See, Chloe knows what I was talking about re the Imp of the Perverse! She'd say the same thing about saving and loading.
The 2003 interactive fiction "Slouching Towards Bedlam" was my first encounter with save/load deconstruction. In it, the ability to make snapshots of one's life and jump around to them at will was a side effect of infection by a sort of alien virus. Said virus also induced common video game, and IF in particular, behaviors: obsessive inspection of environmental objects, kleptomaniacal pocketing of portable items, etc. Bringing save/load from the metagame layer down to the narrative supported the game's overall thematic project of highlighting how bizarre the ludic mindset can be.
Undertale took a further step in that it not only made save/load a power that existed in the setting of the game, but subverted the player's expectations on how such things work. Reloading a save file did not pristinely reset the game state. Some characters retain vague, déjà vu-like impressions of the player's previous interactions with them, reacting with apprehension if the player killed them on a previous play, for example. One character in particular, the villainous flower Flowey, comments directly on the player's attempts to duck the consequences of their actions by rolling back the timeline. It's again a means of commentary upon the ways gameplay is aberrant vs. normal life, especially the playing out of consequence-free violence in sadistically repetitive fashion.
Life is Strange does things just a bit differently, but participates in the same deconstruction.

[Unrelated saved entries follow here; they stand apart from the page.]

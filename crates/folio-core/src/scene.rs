//! Per-frame field update producing a display list.
//!
//! [`Renderer`] owns the whole field state: particles, links, camera,
//! tilt, pulse and its random source. Each call to [`Renderer::frame`]
//! advances the simulation to `now` and rebuilds the [`DisplayList`],
//! which the platform layer paints without further decisions.

use crate::config::{FieldConfig, Variant, Viewport};
use crate::constants::*;
use crate::error::ConfigError;
use crate::graph::{neighbours_of, spawn_sphere, Connection};
use crate::interaction::{force_at, mouse_force, TiltState};
use crate::palette::{mix, Palette, Rgb};
use crate::particle::{spawn_cloud, Particle};
use crate::projection::{Projected, Projector};
use crate::pulse::PulseState;
use crate::smoothing::{ease, CameraState, Mode};
use glam::Vec2;
use rand::rngs::StdRng;
use rand::SeedableRng;

#[derive(Clone, Debug, PartialEq)]
pub struct LineDraw {
    pub from: Vec2,
    pub to: Vec2,
    pub width: f32,
    pub opacity: f32,
    pub from_color: Rgb,
    pub to_color: Rgb,
    pub depth: f32,
}

#[derive(Clone, Debug, PartialEq)]
pub struct PointDraw {
    pub center: Vec2,
    pub radius: f32,
    pub opacity: f32,
    pub color: Rgb,
    /// Halo strength; 0.0 draws no halo.
    pub glow: f32,
    /// Bright core colour for neurons facing the viewer.
    pub core: Option<Rgb>,
    pub depth: f32,
}

/// Lines are painted before points; both are ordered far to near.
#[derive(Clone, Debug, Default)]
pub struct DisplayList {
    pub lines: Vec<LineDraw>,
    pub points: Vec<PointDraw>,
}

impl DisplayList {
    fn clear(&mut self) {
        self.lines.clear();
        self.points.clear();
    }

    pub fn is_empty(&self) -> bool {
        self.lines.is_empty() && self.points.is_empty()
    }
}

pub struct Renderer {
    config: FieldConfig,
    viewport: Viewport,
    particles: Vec<Particle>,
    connections: Vec<Connection>,
    camera: CameraState,
    tilt: TiltState,
    pulse: PulseState,
    mode: Mode,
    pointer: Option<Vec2>,
    palette: Palette,
    rng: StdRng,
    generation: u64,
    started_at: Option<f64>,
    last_frame: Option<f64>,
    projected: Vec<Projected>,
    pulse_levels: Vec<f32>,
    display: DisplayList,
}

impl Renderer {
    /// Build a renderer for `viewport`. The config is re-derived for the
    /// viewport's size class before the first spawn.
    pub fn new(
        config: FieldConfig,
        viewport: Viewport,
        palette: Palette,
        seed: u64,
    ) -> Result<Self, ConfigError> {
        config.validate()?;
        let config = config.resized(viewport.size_class());
        config.validate()?;
        let mut renderer = Self {
            pulse: PulseState::new(config.pulse.clone()),
            config,
            viewport,
            particles: Vec::new(),
            connections: Vec::new(),
            camera: CameraState::settled(Mode::Ambient),
            tilt: TiltState::default(),
            mode: Mode::Ambient,
            pointer: None,
            palette,
            rng: StdRng::seed_from_u64(seed),
            generation: 0,
            started_at: None,
            last_frame: None,
            projected: Vec::new(),
            pulse_levels: Vec::new(),
            display: DisplayList::default(),
        };
        renderer.reinit();
        Ok(renderer)
    }

    /// Replace the whole geometry with a fresh batch.
    fn reinit(&mut self) {
        let (particles, connections) = match self.config.variant {
            Variant::Cloud => (spawn_cloud(&self.config, &mut self.rng), Vec::new()),
            Variant::Sphere => spawn_sphere(&self.config, &mut self.rng),
        };
        self.particles = particles;
        self.connections = connections;
        // Between frames the last frame time is the best estimate of "now".
        self.pulse.reset(self.last_frame.unwrap_or(0.0));
        self.display.clear();
        self.generation += 1;
        log::debug!(
            "[field] {} reinit gen={} class={:?} particles={} links={}",
            self.config.variant.as_attr(),
            self.generation,
            self.config.size_class,
            self.particles.len(),
            self.connections.len()
        );
    }

    /// New surface size; always rebuilds the geometry, and switches counts
    /// and extents when the size class changed.
    pub fn resize(&mut self, viewport: Viewport) {
        self.viewport = viewport;
        self.config = self.config.resized(viewport.size_class());
        self.reinit();
    }

    pub fn set_pointer(&mut self, pointer: Option<Vec2>) {
        self.pointer = pointer;
    }

    pub fn set_mode(&mut self, mode: Mode) {
        if self.mode != mode {
            self.mode = mode;
            self.camera.set_mode(mode);
        }
    }

    pub fn set_palette(&mut self, palette: Palette) {
        self.palette = palette;
    }

    pub fn config(&self) -> &FieldConfig {
        &self.config
    }

    pub fn viewport(&self) -> Viewport {
        self.viewport
    }

    pub fn particles(&self) -> &[Particle] {
        &self.particles
    }

    pub fn connections(&self) -> &[Connection] {
        &self.connections
    }

    pub fn camera(&self) -> &CameraState {
        &self.camera
    }

    pub fn pulse(&self) -> &PulseState {
        &self.pulse
    }

    pub fn mode(&self) -> Mode {
        self.mode
    }

    /// Incremented every time the geometry is rebuilt.
    pub fn generation(&self) -> u64 {
        self.generation
    }

    /// Pulse contribution per particle from the last frame.
    pub fn pulse_levels(&self) -> &[f32] {
        &self.pulse_levels
    }

    pub fn display(&self) -> &DisplayList {
        &self.display
    }

    /// Advance to `now` (seconds) and rebuild the display list.
    pub fn frame(&mut self, now: f64) -> &DisplayList {
        let start = *self.started_at.get_or_insert(now);
        let dt = self
            .last_frame
            .map_or(0.0, |t| (now - t) as f32)
            .clamp(0.0, MAX_FRAME_DT_SEC);
        self.last_frame = Some(now);
        let elapsed = (now - start) as f32;

        self.camera.step(CAMERA_EASE);
        self.tilt.aim(
            self.pointer,
            &self.viewport,
            MAX_POINTER_TILT,
            self.camera.reactivity,
        );
        self.tilt.step(ROTATION_EASE);

        self.pulse.update(now);
        let connections = &self.connections;
        self.pulse.maybe_trigger(
            now,
            self.mode,
            self.particles.len(),
            &mut self.rng,
            |source| neighbours_of(connections, source),
        );

        let extent = self.config.extent;
        if self.config.variant == Variant::Cloud {
            let frames = dt * REFERENCE_FPS;
            for p in &mut self.particles {
                p.integrate(frames, extent);
            }
        }

        let orientation = match self.config.variant {
            Variant::Cloud => Vec2::ZERO,
            Variant::Sphere => Vec2::from(SPHERE_ORIENTATION),
        };
        let angles = orientation + self.tilt.current + Vec2::from(AMBIENT_ROTATION) * elapsed;
        let center_px = self.camera.center * Vec2::new(self.viewport.width, self.viewport.height);
        let projector = Projector::new(angles, center_px, self.camera.fov, extent);

        self.projected.clear();
        self.projected.extend(
            self.particles
                .iter()
                .map(|p| projector.project(p.origin.unwrap_or(p.position))),
        );
        self.compute_pulse_levels(now);

        self.display.clear();
        self.build_lines(now);
        self.build_points();
        &self.display
    }

    fn compute_pulse_levels(&mut self, now: f64) {
        self.pulse_levels.clear();
        self.pulse_levels.resize(self.particles.len(), 0.0);
        let Some(active) = self.pulse.active() else {
            return;
        };
        match self.config.variant {
            Variant::Sphere => {
                for (i, level) in self.pulse_levels.iter_mut().enumerate() {
                    *level = self.pulse.intensity(i, now);
                }
            }
            Variant::Cloud => {
                // Point shock: the source flares, nearby particles on screen catch some of it.
                let Some(src) = self.projected.get(active.source) else {
                    return;
                };
                let flare = self.pulse.source_intensity(now);
                let echo = self.pulse.echo_intensity(now);
                for (i, level) in self.pulse_levels.iter_mut().enumerate() {
                    *level = if i == active.source {
                        flare
                    } else {
                        let d = self.projected[i].screen.distance(src.screen);
                        mouse_force(d, CLOUD_PULSE_RADIUS_PX) * echo
                    };
                }
            }
        }
    }

    fn build_lines(&mut self, now: f64) {
        match self.config.variant {
            Variant::Cloud => self.build_proximity_lines(),
            Variant::Sphere => self.build_link_lines(now),
        }
        self.display
            .lines
            .sort_by(|x, y| y.depth.total_cmp(&x.depth));
    }

    /// Cloud lines join any two points that are close on screen. Nothing is
    /// stored between frames.
    fn build_proximity_lines(&mut self) {
        let saturation = self.camera.saturation;
        let idle = self.palette.primary_at(saturation);
        let hot = self.palette.secondary_at(saturation);
        let pointer = self.pointer;
        let hovered = |at: Vec2| force_at(pointer, at, HOVER_RADIUS_PX) > 0.0;

        for (i, pa) in self.projected.iter().enumerate() {
            let hot_a = hovered(pa.screen);
            for pb in &self.projected[i + 1..] {
                let allowed = CLOUD_LINK_DIST_PX * (pa.scale + pb.scale) * CLOUD_LINK_SCALE_FACTOR;
                let d = pa.screen.distance(pb.screen);
                if d >= allowed {
                    continue;
                }
                let active = hot_a || hovered(pb.screen);
                let base = if active {
                    CLOUD_LINK_ACTIVE_OPACITY
                } else {
                    CLOUD_LINK_BASE_OPACITY
                };
                let opacity = (base * (1.0 - d / allowed) * pa.alpha.min(pb.alpha)).clamp(0.0, 1.0);
                if opacity < 0.005 {
                    continue;
                }
                let color = if active { hot } else { idle };
                self.display.lines.push(LineDraw {
                    from: pa.screen,
                    to: pb.screen,
                    width: LINK_WIDTH * (pa.scale + pb.scale) * 0.5,
                    opacity,
                    from_color: color,
                    to_color: color,
                    depth: (pa.depth + pb.depth) * 0.5,
                });
            }
        }
    }

    fn build_link_lines(&mut self, now: f64) {
        let saturation = self.camera.saturation;
        let from_color = self.palette.primary_at(saturation);
        let to_color = self.palette.secondary_at(saturation);
        let source = self.pulse.active().map(|p| p.source);
        let flare = self.pulse.source_intensity(now);

        for c in &mut self.connections {
            let (pa, pb) = (&self.projected[c.a], &self.projected[c.b]);
            let mid = (pa.screen + pb.screen) * 0.5;
            let force = force_at(self.pointer, mid, HOVER_RADIUS_PX) * HOVER_LINK_GAIN;
            let pulse = match source {
                Some(s) if c.touches(s) => flare,
                _ => 0.0,
            };
            let depth_alpha = (pa.alpha + pb.alpha) * 0.5;
            c.target_opacity = (c.base_opacity * depth_alpha).max(force).max(pulse).clamp(0.0, 1.0);
            c.opacity = ease(c.opacity, c.target_opacity, OPACITY_EASE);
            if c.opacity < 0.005 {
                continue;
            }
            self.display.lines.push(LineDraw {
                from: pa.screen,
                to: pb.screen,
                width: LINK_WIDTH * (pa.scale + pb.scale) * 0.5 * (1.0 + pulse),
                opacity: c.opacity,
                from_color,
                to_color,
                depth: (pa.depth + pb.depth) * 0.5,
            });
        }
    }

    fn build_points(&mut self) {
        let saturation = self.camera.saturation;
        let base_color = self.palette.primary_at(saturation);
        let hot_color = self.palette.secondary_at(saturation);
        let facing_depth = CORE_FACING_DEPTH * self.config.extent;
        let with_core = self.config.variant == Variant::Sphere;

        for (i, p) in self.particles.iter_mut().enumerate() {
            let pr = &self.projected[i];
            let force = force_at(self.pointer, pr.screen, HOVER_RADIUS_PX);
            let pulse = self.pulse_levels[i];
            let perturb = force.max(pulse).min(1.0);
            p.target_opacity = (p.base_opacity * pr.alpha).max(perturb).clamp(0.0, 1.0);
            p.opacity = ease(p.opacity, p.target_opacity, OPACITY_EASE);
            let radius = p.size * pr.scale * (1.0 + PERTURB_SIZE_GAIN * perturb);
            if p.opacity < 0.01 || radius < 0.05 {
                continue;
            }
            self.display.points.push(PointDraw {
                center: pr.screen,
                radius,
                opacity: p.opacity,
                color: mix(base_color, hot_color, perturb),
                glow: if perturb > GLOW_THRESHOLD { perturb } else { 0.0 },
                core: (with_core && pr.depth < facing_depth).then_some(self.palette.core),
                depth: pr.depth,
            });
        }
        self.display
            .points
            .sort_by(|x, y| y.depth.total_cmp(&x.depth));
    }
}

Saving and loading doesn't exist in the game world. Max has a vague sense of "checkpoints" as the limitation on how far back she can go with her time-rewinding powers, but never refers to them as such, and they remain predominantly a metagame feature. But the rewind power is itself a save/load ability! It fulfills a role that players employ saves for in other choice-heavy games like the Mass Effect series: the ability to hop back and try another branch of dialogue, take a different moral stance, side with a different faction. By situating that power within a save/load system where you otherwise have little control over when to save, and can't keep arbitrary numbers of saved states, Life is Strange carefully constrains the extent of your "take-backsies." Some consequences cannot be undone without starting all over, writing a different story entirely.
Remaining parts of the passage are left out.